Franzen no fue el único escritor internacional que tuvo a Munro en una consideración excepcional. En la introducción de su editor a The Best American Short Stories 2008 , Salman Rushdie prevarica sobre “quién exactamente es estadounidense en estos días”, en todo caso, para los fines de la antología. “¿Los canadienses, por ejemplo?” (Ese temblor que acaba de sentir era la vieja guardia de la literatura canadiense estremeciéndose). “Sí”, concluye, “de lo contrario tendríamos que excluir a Alice Munro, y qué decisión más tonta sería esa ”. ¡Un reconocimiento a la literatura estadounidense honoraria! No podría imaginar un elogio mayor. Estos escritores no celebraron a Munro porque su obra reflejara las actitudes y opiniones canadienses. Fue porque podía hacer en treinta páginas, una docena de veces en un solo volumen, lo que un hombre estadounidense necesitaba 600 páginas para intentar hacer una sola vez.

Este tipo de reconocimiento cambió los términos con los que entendía la relación entre el arte y la identidad nacional. La obra de Munro representaba la posibilidad de que representar con todo lujo de detalles el lugar de donde uno proviene y la especificidad con la que lo conoce no lo relegara a ser leído de una manera particular o por un grupo particular de personas. Este ha sido durante mucho tiempo un temor mío como escritor: que la recepción de mi obra estuviera dictada por aspectos de mi vida que no elegí y no pude cambiar, o no quise hacerlo. Pero la representación astuta y astuta de Munro del lugar y sus limitaciones, y la forma en que se celebró su obra, contravenían una comprensión central mía: que ser leído como canadiense (permitir en tu obra marcadores específicos que la identifiquen como tal) es limitar tu audiencia. Podría, por ejemplo, hacerte ingresar en un programa de estudios de literatura canadiense, un punto en la larga línea que ilustra cómo el país cuenta la historia de sí mismo. Podría hacerte obtener más reproducciones locales o transmisiones de acuerdo con las regulaciones de contenido canadienses. Pero también podría impedirle alcanzar un éxito más global.

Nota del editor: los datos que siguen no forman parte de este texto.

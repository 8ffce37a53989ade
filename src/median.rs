//! Stroke medians from an approximate medial axis.
//!
//! The stroke boundary is sampled into a polygon and triangulated. Each
//! Delaunay triangle's circumcenter is a Voronoi vertex, and triangles
//! sharing an edge give a Voronoi edge. Vertices inside the polygon form
//! the skeleton, whose longest shortest path is the spine.

use kurbo::Point;
use petgraph::algo::{astar, dijkstra};
use petgraph::graph::{NodeIndex, UnGraph};
use petgraph::unionfind::UnionFind;
use spade::handles::{FixedFaceHandle, InnerTag};
use spade::{DelaunayTriangulation, Point2, Triangulation};
use std::collections::HashMap;

use crate::bridges::Stroke;
use crate::config::ExtractionConfig;
use crate::error::MedianError;
use crate::geom::{point_in_polygon, rdp_simplify};
use crate::path::Contour;

/// Ordered points along a stroke's centerline, from its start to its end.
pub type Median = Vec<Point>;

type Skeleton = UnGraph<Point, f64>;

/// Median of a stroke made of exactly one closed contour.
pub fn extract_median(stroke: &Stroke, config: &ExtractionConfig) -> Result<Median, MedianError> {
    match stroke.contours() {
        [contour] => contour_median(contour, config),
        contours => Err(MedianError::MultipleLoops(contours.len())),
    }
}

/// Median of a single closed contour.
///
/// Builds the skeleton at the coarse resolution and retries once at the
/// fine resolution if that fails.
pub fn contour_median(contour: &Contour, config: &ExtractionConfig) -> Result<Median, MedianError> {
    for resolution in [config.coarse_resolution, config.fine_resolution] {
        let polygon = contour.polygon(resolution);
        let distinct = count_distinct(&polygon);
        if distinct < 3 {
            return Err(MedianError::TooFewPoints(distinct));
        }
        match skeleton(&polygon, config.voronoi_bound) {
            Some(graph) => {
                let spine = spine(&graph);
                let median = rdp_simplify(&spine, config.simplify_tolerance);
                tracing::debug!(
                    resolution,
                    skeleton = graph.node_count(),
                    spine = spine.len(),
                    median = median.len(),
                    "extracted median"
                );
                return Ok(median);
            }
            None => tracing::debug!(resolution, "degenerate voronoi skeleton"),
        }
    }
    Err(MedianError::DegenerateSkeleton {
        resolution: config.fine_resolution,
    })
}

fn count_distinct(points: &[Point]) -> usize {
    let mut sorted: Vec<(f64, f64)> = points.iter().map(|p| (p.x, p.y)).collect();
    sorted.sort_by(|a, b| a.0.total_cmp(&b.0).then(a.1.total_cmp(&b.1)));
    sorted.dedup();
    sorted.len()
}

/// Interior Voronoi graph of the polygon's vertices, or `None` if the
/// triangulation fails or leaves no interior edge.
fn skeleton(polygon: &[Point], bound: f64) -> Option<Skeleton> {
    let sites: Vec<Point2<f64>> = polygon.iter().map(|p| Point2::new(p.x, p.y)).collect();
    let triangulation: DelaunayTriangulation<Point2<f64>> =
        DelaunayTriangulation::bulk_load(sites).ok()?;

    let mut graph = Skeleton::new_undirected();
    let mut nodes: HashMap<FixedFaceHandle<InnerTag>, NodeIndex> = HashMap::new();
    for face in triangulation.inner_faces() {
        let center = face.circumcenter();
        let center = Point::new(center.x, center.y);
        let finite = center.x.is_finite() && center.y.is_finite();
        if finite
            && center.x.abs() <= bound
            && center.y.abs() <= bound
            && point_in_polygon(center, polygon)
        {
            nodes.insert(face.fix(), graph.add_node(center));
        }
    }

    for face in triangulation.inner_faces() {
        let Some(&a) = nodes.get(&face.fix()) else {
            continue;
        };
        for edge in face.adjacent_edges() {
            let Some(neighbor) = edge.rev().face().as_inner() else {
                continue;
            };
            if neighbor.fix().index() <= face.fix().index() {
                continue;
            }
            if let Some(&b) = nodes.get(&neighbor.fix()) {
                graph.add_edge(a, b, graph[a].distance(graph[b]));
            }
        }
    }

    (graph.edge_count() > 0).then_some(graph)
}

/// Longest shortest path through the skeleton, by double sweep.
///
/// The sweep runs in the largest connected component, since stray
/// interior vertices can form small islands of their own.
fn spine(graph: &Skeleton) -> Vec<Point> {
    let Some(root) = largest_component_root(graph) else {
        return vec![];
    };
    let first = farthest(graph, root);
    let second = farthest(graph, first);
    astar(graph, first, |n| n == second, |e| *e.weight(), |_| 0.0)
        .map(|(_, path)| path.into_iter().map(|n| graph[n]).collect())
        .unwrap_or_default()
}

fn largest_component_root(graph: &Skeleton) -> Option<NodeIndex> {
    let mut components = UnionFind::<usize>::new(graph.node_count());
    for edge in graph.edge_indices() {
        if let Some((a, b)) = graph.edge_endpoints(edge) {
            components.union(a.index(), b.index());
        }
    }
    let mut sizes = vec![0usize; graph.node_count()];
    for node in graph.node_indices() {
        sizes[components.find(node.index())] += 1;
    }
    // First node of the largest component; ties go to the earliest.
    let mut best: Option<(usize, NodeIndex)> = None;
    for node in graph.node_indices() {
        let size = sizes[components.find(node.index())];
        if best.map_or(true, |(s, _)| size > s) {
            best = Some((size, node));
        }
    }
    best.map(|(_, node)| node)
}

/// Node farthest from `start` by path length. Ties go to the lowest index.
fn farthest(graph: &Skeleton, start: NodeIndex) -> NodeIndex {
    let distances = dijkstra(graph, start, None, |e| *e.weight());
    let mut result = start;
    let mut best = 0.0;
    for node in graph.node_indices() {
        if let Some(&d) = distances.get(&node) {
            if d > best {
                best = d;
                result = node;
            }
        }
    }
    result
}
use thiserror::Error;

/// Errors raised while parsing or normalizing a glyph outline.
#[derive(Error, Debug, Clone, PartialEq)]
#[non_exhaustive]
pub enum PathError {
    #[error("path is empty")]
    Empty,

    #[error("path must start with M, found {0:?}")]
    MissingMoveTo(String),

    #[error("path must end with Z")]
    MissingClose,

    #[error("path ended early at token {index}")]
    EndedEarly { index: usize },

    #[error("unsupported command {command:?} at token {index}")]
    UnsupportedCommand { command: String, index: usize },

    #[error("invalid number {token:?} at token {index}")]
    InvalidNumber { token: String, index: usize },

    #[error("missing coordinate after token {index}")]
    MissingCoordinate { index: usize },

    #[error("contour {contour} is open: ends at ({x}, {y})")]
    OpenContour { contour: usize, x: f64, y: f64 },

    #[error("contour {contour} has no segments")]
    EmptyContour { contour: usize },

    #[error("cubic segments are not allowed in a normal-form path (contour {contour})")]
    CubicSegment { contour: usize },
}

/// Errors raised while partitioning an outline into strokes.
#[derive(Error, Debug, Clone, PartialEq)]
#[non_exhaustive]
pub enum SegmentError {
    #[error("bridge endpoints coincide at ({x}, {y})")]
    DegenerateBridge { x: f64, y: f64 },

    #[error("bridge endpoint ({x}, {y}) is not an endpoint of the outline")]
    UnknownBridgeEndpoint { x: f64, y: f64 },

    #[error("segments {segments:?} are not part of any closed stroke")]
    OpenComponent { segments: Vec<(usize, usize)> },
}

/// Errors raised while computing a stroke median.
#[derive(Error, Debug, Clone, PartialEq)]
#[non_exhaustive]
pub enum MedianError {
    #[error("stroke has {0} contours; a median needs exactly one")]
    MultipleLoops(usize),

    #[error("stroke polygon has only {0} distinct points")]
    TooFewPoints(usize),

    #[error("voronoi skeleton is degenerate at every resolution (last tried {resolution} samples per segment)")]
    DegenerateSkeleton { resolution: usize },
}

/// Errors raised by the assignment solver.
#[derive(Error, Debug, Clone, PartialEq)]
#[non_exhaustive]
pub enum AssignmentError {
    #[error("cost matrix row {row} has {len} entries, expected {expected}")]
    NotSquare { row: usize, len: usize, expected: usize },

    #[error("cost matrix entry ({row}, {col}) is not finite")]
    NonFiniteCost { row: usize, col: usize },

    #[error("median of stroke {stroke} has no points")]
    EmptyMedian { stroke: usize },
}

/// Errors raised while parsing or editing a decomposition tree.
#[derive(Error, Debug, Clone, PartialEq)]
#[non_exhaustive]
pub enum DecompositionError {
    #[error("not enough characters in {0:?}")]
    UnexpectedEnd(String),

    #[error("too many characters in {decomposition:?}: {rest:?} left over")]
    TrailingCharacters { decomposition: String, rest: String },

    #[error("malformed variant annotation after {component:?} in {decomposition:?}")]
    MalformedAnnotation { component: char, decomposition: String },

    #[error("{operator:?} is not an ideographic description character")]
    UnknownOperator { operator: char },

    #[error("{operator} takes {expected} operands, found {found}")]
    WrongArity {
        operator: char,
        expected: usize,
        found: usize,
    },

    #[error("no node at path {path:?}")]
    InvalidPath { path: Vec<usize> },

    #[error("node at path {path:?} is a {found}, expected a {expected}")]
    WrongNodeKind {
        path: Vec<usize>,
        found: &'static str,
        expected: &'static str,
    },
}

/// Errors raised while decoding or encoding the binary median corpus.
#[derive(Error, Debug, Clone, PartialEq)]
#[non_exhaustive]
pub enum CorpusError {
    #[error("corpus truncated at byte {offset} while reading {field}")]
    Truncated { offset: usize, field: &'static str },

    #[error("invalid codepoint U+{codepoint:04X} at byte {offset}")]
    InvalidCodepoint { codepoint: u32, offset: usize },

    #[error("{character:?} does not fit in two bytes")]
    CodepointOutOfRange { character: char },

    #[error("{character:?} has {count} strokes; at most 255 can be encoded")]
    TooManyStrokes { character: char, count: usize },

    #[error("{character:?} stroke {stroke} has {count} points; at most 255 can be encoded")]
    TooManyPoints {
        character: char,
        stroke: usize,
        count: usize,
    },

    #[error("{character:?} stroke {stroke} has coordinate ({x}, {y}) outside 0..=255")]
    CoordinateOutOfRange {
        character: char,
        stroke: usize,
        x: f64,
        y: f64,
    },
}

/// Errors raised by the matchers.
#[derive(Error, Debug, Clone, PartialEq)]
#[non_exhaustive]
pub enum MatchError {
    #[error("medians list is empty")]
    NoMedians,

    #[error("median {0} has no points")]
    EmptyMedian(usize),

    #[error("at least one stroke must still be missing")]
    NothingMissing,

    #[error("missing stroke index {index} is out of range for {count} strokes")]
    MissingOutOfRange { index: usize, count: usize },
}

/// Any error produced by the glyph pipeline.
#[derive(Error, Debug, Clone, PartialEq)]
#[non_exhaustive]
pub enum StrokeError {
    #[error("invalid path: {0}")]
    Path(#[from] PathError),

    #[error("stroke extraction failed: {0}")]
    Segment(#[from] SegmentError),

    #[error("median extraction failed for stroke {stroke}: {source}")]
    Median {
        stroke: usize,
        #[source]
        source: MedianError,
    },

    #[error("assignment failed: {0}")]
    Assignment(#[from] AssignmentError),

    #[error("invalid decomposition: {0}")]
    Decomposition(#[from] DecompositionError),

    #[error("invalid corpus: {0}")]
    Corpus(#[from] CorpusError),

    #[error("match failed: {0}")]
    Match(#[from] MatchError),
}
//! Bipartite matching and stroke ordering.

mod hungarian;
mod order;

pub use hungarian::{solve, solve_max, Assignment, SquareMatrix};
pub use order::{
    expected_order, order_strokes, stroke_cost, ExpectedStroke, Orientation, StrokeLabel,
    StrokeOrder,
};
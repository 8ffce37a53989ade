use kurbo::Point;
use serde::{Deserialize, Serialize};
use std::collections::{BTreeMap, BTreeSet};

use super::endpoint::{Endpoint, EndpointIndex, SegmentGraph};
use super::Bridge;
use crate::error::SegmentError;
use crate::geom::{angle_subtract, direction, segment_intersection};
use crate::path::{Contour, Segment};

/// Walks are retried this many times. Later attempts resolve junctions
/// that the greedy first attempt gets wrong.
const MAX_ATTEMPTS: usize = 3;

/// One ink stroke: a closed path cut out of the glyph outline.
#[derive(Debug, Clone, PartialEq, Serialize, Deserialize)]
pub struct Stroke {
    contours: Vec<Contour>,
}

impl Stroke {
    pub fn new(contour: Contour) -> Self {
        Self {
            contours: vec![contour],
        }
    }

    pub fn from_contours(contours: Vec<Contour>) -> Self {
        Self { contours }
    }

    pub fn contours(&self) -> &[Contour] {
        &self.contours
    }

    /// Normal-form path string for the stroke.
    pub fn to_svg(&self) -> String {
        crate::path::Outline::new(self.contours.clone()).to_svg()
    }
}

type BridgeAdjacency = BTreeMap<EndpointIndex, Vec<EndpointIndex>>;

/// Partition the outline into one closed stroke per component.
///
/// Every segment of the outline ends up on exactly one stroke. Bridges
/// are matched to endpoints by position, within `tolerance`.
pub fn split_on_bridges(
    graph: &SegmentGraph,
    bridges: &[Bridge],
    tolerance: f64,
) -> Result<Vec<Stroke>, SegmentError> {
    let adjacency = bridge_adjacency(graph, bridges, tolerance)?;
    let mut extracted = BTreeSet::new();
    let mut strokes = Vec::new();

    for attempt in 0..MAX_ATTEMPTS {
        for (i, contour) in graph.contours().iter().enumerate() {
            for j in 0..contour.len() {
                if extracted.contains(&(i, j)) {
                    continue;
                }
                let mut walk = Walk::new(graph, &adjacency, &mut extracted, attempt == 0);
                if let Some(segments) = walk.run((i, j)) {
                    strokes.push(((i, j), segments));
                }
            }
        }
        if count_missing(graph, &extracted) == 0 {
            break;
        }
        tracing::debug!(attempt, "stroke walk left segments behind, retrying");
    }

    let missing: Vec<EndpointIndex> = graph
        .contours()
        .iter()
        .enumerate()
        .flat_map(|(i, c)| (0..c.len()).map(move |j| (i, j)))
        .filter(|index| !extracted.contains(index))
        .collect();
    if !missing.is_empty() {
        return Err(SegmentError::OpenComponent { segments: missing });
    }

    let strokes = strokes
        .into_iter()
        .map(|(start, segments)| {
            Contour::new(segments)
                .map(Stroke::new)
                .map_err(|_| SegmentError::OpenComponent {
                    segments: vec![start],
                })
        })
        .collect::<Result<Vec<_>, _>>()?;
    tracing::debug!(strokes = strokes.len(), bridges = bridges.len(), "split outline");
    Ok(strokes)
}

fn count_missing(graph: &SegmentGraph, extracted: &BTreeSet<EndpointIndex>) -> usize {
    graph.endpoints().len() - extracted.len()
}

fn bridge_adjacency(
    graph: &SegmentGraph,
    bridges: &[Bridge],
    tolerance: f64,
) -> Result<BridgeAdjacency, SegmentError> {
    let mut adjacency = BridgeAdjacency::new();
    for bridge in bridges {
        let (a, b) = bridge.points();
        if a == b {
            return Err(SegmentError::DegenerateBridge { x: a.x, y: a.y });
        }
        let lookup = |p: Point| {
            graph
                .find_endpoint(p, tolerance)
                .map(|e| e.index)
                .ok_or(SegmentError::UnknownBridgeEndpoint { x: p.x, y: p.y })
        };
        let (ia, ib) = (lookup(a)?, lookup(b)?);
        for (from, to) in [(ia, ib), (ib, ia)] {
            let targets = adjacency.entry(from).or_default();
            if !targets.contains(&to) {
                targets.push(to);
            }
        }
    }
    Ok(adjacency)
}

/// State of a single stroke walk.
struct Walk<'a> {
    graph: &'a SegmentGraph,
    adjacency: &'a BridgeAdjacency,
    extracted: &'a mut BTreeSet<EndpointIndex>,
    greedy: bool,
    result: Vec<Segment>,
    visited: BTreeSet<EndpointIndex>,
    /// Bridge lines added to the stroke, checked for crossings.
    lines: Vec<(Point, Point)>,
    self_intersecting: bool,
}

impl<'a> Walk<'a> {
    fn new(
        graph: &'a SegmentGraph,
        adjacency: &'a BridgeAdjacency,
        extracted: &'a mut BTreeSet<EndpointIndex>,
        greedy: bool,
    ) -> Self {
        Self {
            graph,
            adjacency,
            extracted,
            greedy,
            result: Vec::new(),
            visited: BTreeSet::new(),
            lines: Vec::new(),
            self_intersecting: false,
        }
    }

    /// Follow the outline from `start`, crossing bridges, until the walk
    /// closes. Returns `None` if it runs into a segment that is already
    /// taken, or if the closed stroke is a lone segment.
    fn run(&mut self, start: EndpointIndex) -> Option<Vec<Segment>> {
        let mut current = start;
        loop {
            self.result
                .push(self.graph.contours()[current.0].segments()[current.1]);
            self.visited.insert(current);
            current = self.graph.advance(current);

            if let Some(targets) = self.adjacency.get(&current) {
                let endpoint = self.graph.endpoint(current)?;
                let mut options = targets.clone();
                options.sort_by(|&a, &b| {
                    let (a, b) = (self.angle(endpoint, a), self.angle(endpoint, b));
                    a.total_cmp(&b)
                });
                let before = self.result.len();
                let next = if self.greedy {
                    options[0]
                } else {
                    self.select_bridge(endpoint, &options)
                };
                if self.result.len() == before {
                    let to = self.point(next);
                    self.push_lines(&[endpoint.point, to]);
                }
                current = next;
            }

            if current == start {
                if self.self_intersecting {
                    tracing::warn!(?start, "extracted a self-intersecting stroke");
                }
                let count = self.visited.len();
                self.extracted.extend(self.visited.iter().copied());
                if count == 1 {
                    tracing::warn!(?start, "dropping single-segment stroke");
                    return None;
                }
                return Some(std::mem::take(&mut self.result));
            }
            if self.extracted.contains(&current) || self.visited.contains(&current) {
                return None;
            }
        }
    }

    fn point(&self, index: EndpointIndex) -> Point {
        self.graph
            .endpoint(index)
            .map(|e| e.point)
            .unwrap_or_default()
    }

    /// Direction from `from` to `to`, relative to the walk's heading at `at`.
    fn angle_between(&self, at: &Endpoint, from: EndpointIndex, to: EndpointIndex) -> f64 {
        angle_subtract(direction(self.point(from), self.point(to)), at.angles[0])
    }

    fn angle(&self, at: &Endpoint, to: EndpointIndex) -> f64 {
        self.angle_between(at, at.index, to)
    }

    fn push_lines(&mut self, points: &[Point]) {
        let old = self.lines.len();
        for pair in points.windows(2) {
            self.lines.push((pair[0], pair[1]));
            self.result.push(Segment::line(pair[0], pair[1]));
        }
        if self.self_intersecting {
            return;
        }
        self.self_intersecting = (0..old).any(|i| {
            (old..self.lines.len())
                .any(|j| segment_intersection(self.lines[i], self.lines[j]).is_some())
        });
    }

    /// Choose which bridge to cross at `endpoint` on a retry.
    ///
    /// With a single bridge leading into an already-extracted segment, the
    /// stroke ends at a junction shared with other strokes' bridges (a
    /// star). The walk then turns onto a bridge that meets or crosses this
    /// one, adding the bridge fragments itself. Otherwise it prefers the
    /// first bridge into a segment that has not been extracted yet.
    fn select_bridge(&mut self, endpoint: &Endpoint, options: &[EndpointIndex]) -> EndpointIndex {
        let first = options[0];
        if options.len() == 1 && self.extracted.contains(&first) {
            let here = endpoint.index;
            let segment1 = (endpoint.point, self.point(first));
            for (&key, targets) in self.adjacency {
                if key == here {
                    continue;
                }
                for &target in targets {
                    if target == here {
                        continue;
                    }
                    let mut indices2 = (key, target);
                    let mut segment2 = (self.point(key), self.point(target));
                    if key == first && !self.extracted.contains(&target) {
                        self.push_lines(&[segment1.0, segment1.1, segment2.1]);
                        return target;
                    } else if target == first && !self.extracted.contains(&key) {
                        self.push_lines(&[segment1.0, segment1.1, segment2.0]);
                        return key;
                    }
                    if let Some(crossing) = segment_intersection(segment1, segment2) {
                        let angle1 = self.angle(endpoint, first);
                        let angle2 = self.angle_between(endpoint, indices2.0, indices2.1);
                        if angle_subtract(angle2, angle1) < 0.0 {
                            indices2 = (indices2.1, indices2.0);
                            segment2 = (segment2.1, segment2.0);
                        }
                        self.push_lines(&[segment1.0, crossing, segment2.1]);
                        return indices2.1;
                    }
                }
            }
        } else if let Some(&open) = options.iter().find(|&&o| !self.extracted.contains(&o)) {
            return open;
        }
        first
    }
}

La forma en que la literatura canadiense puede, a veces, contraerse sobre sí misma (con orgullo, con petulancia, con presunción) parecía no dejar espacio para el tipo de trabajo que yo quería hacer. Pero la obra de Munro alivió mi miedo y me animó a escribir más explícitamente en contra de sus hábitos. En mi opinión, su obra sentó un precedente importante en la forma en que se perciben y se espera que se desarrollen las carreras de los escritores canadienses.

Aun así, hoy sigo luchando con la etiqueta de escritora canadiense . Ha llegado a parecerme un sinónimo o una expresión de una sensibilidad que nunca encaja del todo con el trabajo que quiero poner en el mundo. Tengo una desconfianza innata hacia cualquier conjunto de estéticas basadas en el valor inherente de la representación. Pero Munro ofreció una lección fundamental sobre cómo resistirse a los tropos y las narrativas heredadas, cuyas reverberaciones percibo en los escritos más apasionantes que surgen de Canadá en la actualidad. La obra puede ser brutal y extraña. Puede sexualizar a las ranas. Uno no está simplemente relegado al binario de Frye de luchador y desertor . Hay otra manera, y Alice la encontró.